Some North American fans worked hard to build stronger connections with fans around the rest of the world, with the idea it would lead to more overseas Worldcons. For example, LA fan Milt Stevens served in the Navy and made friends with Japanese fans when his ship called in Yokohama. LASFS started the tradition of including the Seiun Awards in the Hugo Awards ceremony. Later, Washington, DC fan Peggy Rae Pavlat organized an effective North American campaign on behalf of the Nippon 2007 bid.

For the fans who regularly work on Worldcons, site selection is about voting for where they want to work on a Worldcon and who they want to work with. Getting to know fans from other countries by working with them, at their Worldcon, in their country, can be a life changing experience. You want to do it again.

Date: 2018-07-22 06:59 am (UTC)
From: (Anonymous)
People often underestimate how expensive (both in time and money) travel across North America was 50+ years ago. Many less wealthy fans could afford to attend some Worldcons even then.

Date: 2018-07-21 02:42 am (UTC)
krait: a sea snake (krait) swimming (Default)
From: [personal profile] krait
Thank you for this! It's all very fascinating, especially since I have only been to WorldCon once (in Denver - the 3rd held there, I believe) but my impression was that non-US/non-North American bids/cons were much more common than this data shows! It felt like every year that I considered going, it was being held in a country I could never afford to visit (or California, which is pretty much the same thing) :D

Apparently I just picked bad years to consider attending WorldCon, or perhaps I didn't pay enough attention to descry bids versus confirmed locations or something!

Bermuda Triangle bid (1988)

Date: 2018-07-21 08:26 am (UTC)
bibliofile: Fan & papers in a stack (from my own photo) (Default)
From: [personal profile] bibliofile
OK, I lived in the neighborhood with many of the fans responsible for that bid: It started with Neil Rest's idea, which was a hoax bid. And then more and more people liked it, including several experience Chicago conrunners (maybe with some worldcon experience from Chicago in '82). At the end, the Bermuda Triangle bid:

-- was a real bid, with a venue and dates and estimated costs etc.
-- was formally classified as a non-North American bid
-- is still the only worldcon bid to have a cruise ship as a venue

Hope this helps.

Re: Bermuda Triangle bid (1988)

Date: 2018-07-21 10:31 pm (UTC)
bibliofile: Fan & papers in a stack (from my own photo) (Default)
From: [personal profile] bibliofile
I'm not sure about the classification, so I've emailed Neil Rest (with a link to here), who ought to know. I only remember the casual discussions among people not involved with the bid, so I'll leave it to someone with Actual Info.
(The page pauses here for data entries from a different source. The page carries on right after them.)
use super::{Collection, NodeId};

#[derive(Debug, Clone, PartialEq, thiserror::Error)]
pub enum TreeError {
    #[error("Unknown node {0}")]
    UnknownNode(NodeId),
    #[error("Node {child} already belongs to a container")]
    AlreadyOwned { child: NodeId },
    #[error("Inserting node {child} would make it its own ancestor")]
    Cycle { child: NodeId },
    #[error("A {collection:?} collection cannot hold a {kind} node")]
    WrongKind {
        collection: Collection,
        kind: &'static str,
    },
    #[error("A {kind} node has no {collection:?} collection")]
    NoSuchCollection {
        collection: Collection,
        kind: &'static str,
    },
    #[error("Index {index} out of range for a collection of {len} children")]
    IndexOutOfRange { index: usize, len: usize },
    #[error("Node {child} is not in this collection")]
    NotAChild { child: NodeId },
    #[error("Node {node} is still owned and cannot be deleted")]
    StillOwned { node: NodeId },
    #[error("Node kind cannot change from {from} to {to}")]
    KindChanged {
        from: &'static str,
        to: &'static str,
    },
}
Re: Bermuda Triangle bid (1988)

Date: 2018-07-22 01:00 am (UTC)
From: [personal profile] lindadee
North America is defined in the WSFS Constitution as:

4.8.5: For the purposes of this Constitution, North America is defined as: Canada, the United States of America (including Hawaii, Alaska,and the District of Columbia), Mexico, Central America, the islands of the Caribbean, St. Pierre et Miquelon, Bermuda, and the Bahamas.

Re: Bermuda Triangle bid (1988)

Date: 2018-07-21 10:52 pm (UTC)
From: (Anonymous)
This is Neil.
I'll fuss with full registration &c &c when I'm not on my phone on the bus.
At the time of the Bermuda Triangle bid, Worldcon bidding rotated between 3 North American zones defined in the WSFS Constitution, with "outside North America" eligible any year. The Caribbean wasn't included.
I think that addresses the immediate "fine print" point.
more later

Date: 2018-07-21 07:01 pm (UTC)
jesse_the_k: Big cheryl haworth deadlifts under Olympic Rings (cheryl wins olympic gold)
From: [personal profile] jesse_the_k
Tasty, tasty data--thanks for this work.

Date: 2018-07-21 11:50 pm (UTC)
From: [personal profile] sethb
The 1989 New York City bid was considered serious by the people running it. It was not actually feasible (inadequate facilities).